No ano passado, o Serviço de Psiquiatria da Santa Casa foi considerado pela Associação Brasileira de Psiquiatria como um dos três melhores do Brasil.
Segundo a defensora pública, com o fechamento do setor de psiquiatria, ‘os residentes e os especializandos ficarão sem poder desempenhar as atividades para as quais foram selecionados mediante certame público extremamente concorrido, o que por si só já demanda providência judicial acautelatória e eventualmente indenizatória’.
Setembro Amarelo
O anúncio da Santa Casa foi feito no mês em que são realizadas diversas ações para impedir e conscientizar sobre o suicídio. Atualmente, Campo Grande é considerada uma das cidades com maior taxa de suicídios entre jovens de 15 a 29 anos.
Dentre os anos de 2010 a 2015 foram notificados 4.019 tentativas e destes 280 vieram a óbito. Somente no primeiro semestre do ano de 2016 foram registradas 360 tentativas. Entre todos os Estados, Mato Grosso do Sul tem a segunda maior taxa de suicídio entre jovens.
A Ação Civil Pública ajuizada pela Defensoria do Estado foi ajuizada no sentido de impedir que estes alarmantes dados aumentem vertiginosamente. Para a defensora pública, o fechamento da ala da Santa Casa acarretará em grande prejuízo para toda a comunidade do Estado de Mato Grosso do Sul, que sofrerá com a diminuição dos leitos psiquiátricos e drástica redução de consultas ambulatoriais, ficando a população à mercê de tão devastadores índices.

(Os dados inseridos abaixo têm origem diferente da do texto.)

//! OpenAI Responses-API stream → Anthropic Messages stream (spec §4.5.3).

use gproxy_protocol::anthropic::error::ErrorDetail;
use gproxy_protocol::anthropic::stream::{
    StreamContentBlock, StreamContentBlockDelta, StreamEvent, StreamEventKnown, StreamMessage,
    StreamMessageDelta, StreamTextBlock, StreamThinkingBlock, StreamToolUseBlock, StreamUsage,
};
use gproxy_protocol::anthropic::types::{
    JsonObject, Model, MessageRole, MessageType, StopReason, TextBlockType, ThinkingBlockType,
    ToolUseBlockType,
};
use gproxy_protocol::openai::responses::{OutputItem, OutputItemType, ResponseStreamEvent};

use crate::block_tracker::{truncate_tool_id, BlockTracker, Singleton, ToolKey};

/// A stream error or a cancel-on-upstream-failure signal (§4.5.3, §7).
#[derive(Debug, Clone)]
pub struct TranslatorError {
    pub event: StreamEvent,
}

#[derive(Debug, Default)]
pub struct OpenAiResponsesToAnthropicTranslator {
    tracker: BlockTracker,
    id: String,
    model: Model,
    message_started: bool,
    finished: bool,
}

impl OpenAiResponsesToAnthropicTranslator {
    pub fn new() -> Self {
        Self::default()
    }

    pub fn transform_event(
        &mut self,
        event: ResponseStreamEvent,
    ) -> Result<Vec<StreamEvent>, TranslatorError> {
        if self.finished {
            return Ok(Vec::new());
        }

        let mut events = self.ensure_started(&event);

        match event {
            ResponseStreamEvent::Created
            | ResponseStreamEvent::InProgress
            | ResponseStreamEvent::Queued => {}

            ResponseStreamEvent::ContentPartAdded { part } => {
                if part.r#type == "output_text" {
                    let (index, opened) = self.tracker.open_singleton(Singleton::Text);
                    if opened {
                        events.push(text_start(index));
                    }
                    if let Some(text) = part.text.filter(|text| !text.is_empty()) {
                        events.push(text_delta(index, text));
                    }
                }
            }
            ResponseStreamEvent::OutputTextDelta { delta } => {
                events.extend(self.emit_singleton_text(Singleton::Text, delta));
            }
            ResponseStreamEvent::OutputTextDone { .. }
            | ResponseStreamEvent::ContentPartDone { .. } => {
                events.extend(self.stop_singleton(Singleton::Text));
            }

            ResponseStreamEvent::ReasoningTextDelta { delta } => {
                events.extend(self.emit_singleton_thinking(Singleton::Thinking, delta));
            }
            ResponseStreamEvent::ReasoningTextDone { .. } => {
                events.extend(self.stop_singleton(Singleton::Thinking));
            }

            ResponseStreamEvent::ReasoningSummaryTextDelta { delta } => {
                events.extend(self.emit_singleton_thinking(Singleton::ReasoningSummary, delta));
            }
            ResponseStreamEvent::ReasoningSummaryTextDone { .. } => {
                events.extend(self.stop_singleton(Singleton::ReasoningSummary));
            }

            ResponseStreamEvent::RefusalDelta { delta } => {
                events.extend(self.emit_singleton_text(Singleton::Refusal, delta));
            }
            ResponseStreamEvent::RefusalDone { .. } => {
                events.extend(self.stop_singleton(Singleton::Refusal));
            }

            ResponseStreamEvent::OutputItemAdded { item } => {
                if is_tool_item(item.r#type) {
                    events.extend(self.open_tool_item(&item));
                }
            }
            ResponseStreamEvent::OutputItemDone { .. } => {}

            ResponseStreamEvent::FunctionCallArgumentsDelta { item_id, delta }
            | ResponseStreamEvent::CustomToolCallInputDelta { item_id, delta }
            | ResponseStreamEvent::McpCallArgumentsDelta { item_id, delta } => {
                events.extend(self.append_tool_delta(&item_id, &delta));
            }
            ResponseStreamEvent::FunctionCallArgumentsDone { item_id, .. }
            | ResponseStreamEvent::CustomToolCallInputDone { item_id, .. }
            | ResponseStreamEvent::McpCallArgumentsDone { item_id, .. } => {
                events.extend(self.stop_tool_item(&item_id));
            }

            ResponseStreamEvent::Completed { response } => {
                if let Some(usage) = response.usage {
                    self.tracker.input_tokens = usage.input_tokens as u64;
                    self.tracker.output_tokens = usage.output_tokens as u64;
                }

                // Sweep tool-use items present in the final response body
                // that never arrived as streaming events (§4.5.3 S6).
                for item in &response.output {
                    if is_tool_item(item.r#type) && self.tracker.tool_by_key(&ToolKey::Item(item.id.clone())).is_none() {
                        events.extend(self.open_tool_item(item));
                        if let Some(arguments) = item.arguments.as_deref().filter(|arguments| !arguments.is_empty()) {
                            events.extend(self.append_tool_delta(&item.id, arguments));
                        }
                        events.extend(self.stop_tool_item(&item.id));
                    }
                }

                for index in self.tracker.close_open() {
                    events.push(known(StreamEventKnown::ContentBlockStop { index }));
                }

                let stop_reason = if response
                    .output
                    .last()
                    .map(|item| is_tool_item(item.r#type))
                    .unwrap_or(false)
                {
                    StopReason::ToolUse
                } else {
                    StopReason::EndTurn
                };

                events.push(known(StreamEventKnown::MessageDelta {
                    delta: StreamMessageDelta {
                        stop_reason: Some(stop_reason),
                        stop_sequence: None,
                        extra: Default::default(),
                    },
                    usage: StreamUsage {
                        input_tokens: Some(self.tracker.input_tokens as u32),
                        output_tokens: Some(self.tracker.output_tokens as u32),
                    },
                }));
                events.push(known(StreamEventKnown::MessageStop));
                self.finished = true;
            }

            ResponseStreamEvent::Error { error } => {
                self.finished = true;
                let detail = ErrorDetail::stream_failed(error.message);
                return Err(TranslatorError {
                    event: known(StreamEventKnown::Error { error: detail }),
                });
            }
            ResponseStreamEvent::Failed { .. } | ResponseStreamEvent::Incomplete { .. } => {
                self.finished = true;
                return Err(TranslatorError {
                    event: known(StreamEventKnown::Error {
                        error: ErrorDetail::stream_failed("upstream response did not complete"),
                    }),
                });
            }
            ResponseStreamEvent::Other => {}
        }

        Ok(events)
    }

    fn ensure_started(&mut self, event: &ResponseStreamEvent) -> Vec<StreamEvent> {
        if self.message_started || matches!(event, ResponseStreamEvent::Created | ResponseStreamEvent::InProgress | ResponseStreamEvent::Queued) {
            return Vec::new();
        }
        self.message_started = true;
        self.id = "unknown".to_string();
        self.model = Model::custom("unknown");
        vec![known(StreamEventKnown::MessageStart {
            message: StreamMessage {
                id: self.id.clone(),
                content: Vec::new(),
                model: self.model.clone(),
                role: MessageRole::Assistant,
                stop_reason: None,
                stop_sequence: None,
                r#type: MessageType::Message,
                usage: StreamUsage::default(),
            },
        })]
    }

    fn emit_singleton_text(&mut self, kind: Singleton, text: String) -> Vec<StreamEvent> {
        let mut events = Vec::new();
        let (index, opened) = self.tracker.open_singleton(kind);
        if opened {
            events.push(text_start(index));
        }
        if !text.is_empty() {
            events.push(text_delta(index, text));
        }
        events
    }

    fn emit_singleton_thinking(&mut self, kind: Singleton, text: String) -> Vec<StreamEvent> {
        let mut events = Vec::new();
        let (index, opened) = self.tracker.open_singleton(kind);
        if opened {
            events.push(known(StreamEventKnown::ContentBlockStart {
                index,
                content_block: StreamContentBlock::Thinking(StreamThinkingBlock {
                    signature: None,
                    thinking: String::new(),
                    r#type: ThinkingBlockType::Thinking,
                }),
            }));
        }
        if !text.is_empty() {
            events.push(known(StreamEventKnown::ContentBlockDelta {
                index,
                delta: StreamContentBlockDelta::ThinkingDelta { thinking: text },
            }));
        }
        events
    }

    fn stop_singleton(&mut self, kind: Singleton) -> Vec<StreamEvent> {
        match self.tracker.singleton_index(kind) {
            Some(index) if self.tracker.stop(index) => {
                vec![known(StreamEventKnown::ContentBlockStop { index })]
            }
            _ => Vec::new(),
        }
    }

    fn open_tool_item(&mut self, item: &OutputItem) -> Vec<StreamEvent> {
        let key = ToolKey::Item(item.id.clone());
        let name = item.name.clone().unwrap_or_else(|| "tool".to_string());
        let id = truncate_tool_id(&item.id);
        let (index, opened) = self.tracker.tool_block(key, id.clone(), name.clone());
        if !opened {
            return Vec::new();
        }
        vec![known(StreamEventKnown::ContentBlockStart {
            index,
            content_block: StreamContentBlock::ToolUse(StreamToolUseBlock {
                id,
                input: JsonObject::new(),
                name,
                r#type: ToolUseBlockType::ToolUse,
            }),
        })]
    }

    fn append_tool_delta(&mut self, item_id: &str, fragment: &str) -> Vec<StreamEvent> {
        let key = ToolKey::Item(item_id.to_string());
        let Some(tool) = self.tracker.tool_by_key(&key) else {
            return Vec::new();
        };
        let index = tool.block_index;
        if fragment.is_empty() {
            return Vec::new();
        }
        self.tracker.append_tool_args(&key, fragment);
        vec![known(StreamEventKnown::ContentBlockDelta {
            index,
            delta: StreamContentBlockDelta::InputJsonDelta {
                partial_json: fragment.to_string(),
            },
        })]
    }

    fn stop_tool_item(&mut self, item_id: &str) -> Vec<StreamEvent> {
        let key = ToolKey::Item(item_id.to_string());
        let Some(tool) = self.tracker.tool_by_key(&key) else {
            return Vec::new();
        };
        let index = tool.block_index;
        if self.tracker.stop(index) {
            vec![known(StreamEventKnown::ContentBlockStop { index })]
        } else {
            Vec::new()
        }
    }
}

fn is_tool_item(kind: OutputItemType) -> bool {
    matches!(
        kind,
        OutputItemType::FunctionCall | OutputItemType::CustomToolCall | OutputItemType::McpCall
    )
}

fn text_start(index: u32) -> StreamEvent {
    known(StreamEventKnown::ContentBlockStart {
        index,
        content_block: StreamContentBlock::Text(StreamTextBlock {
            text: String::new(),
            r#type: TextBlockType::Text,
        }),
    })
}

fn text_delta(index: u32, text: String) -> StreamEvent {
    known(StreamEventKnown::ContentBlockDelta {
        index,
        delta: StreamContentBlockDelta::TextDelta { text },
    })
}

fn known(event: StreamEventKnown) -> StreamEvent {
    StreamEvent::Known(event)
}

“Os portadores de transtornos mentais sempre foram relegados a segundo plano e tratados através da cassação de seus direitos civis, em um conceito estigmatizado que incorporou a doença mental como sinônimo de loucura, periculosidade e incurabilidade. Tal conduta acaba por despir o doente de sua personalidade e o marginaliza a ponto de ser considerado um não cidadão”, concluiu.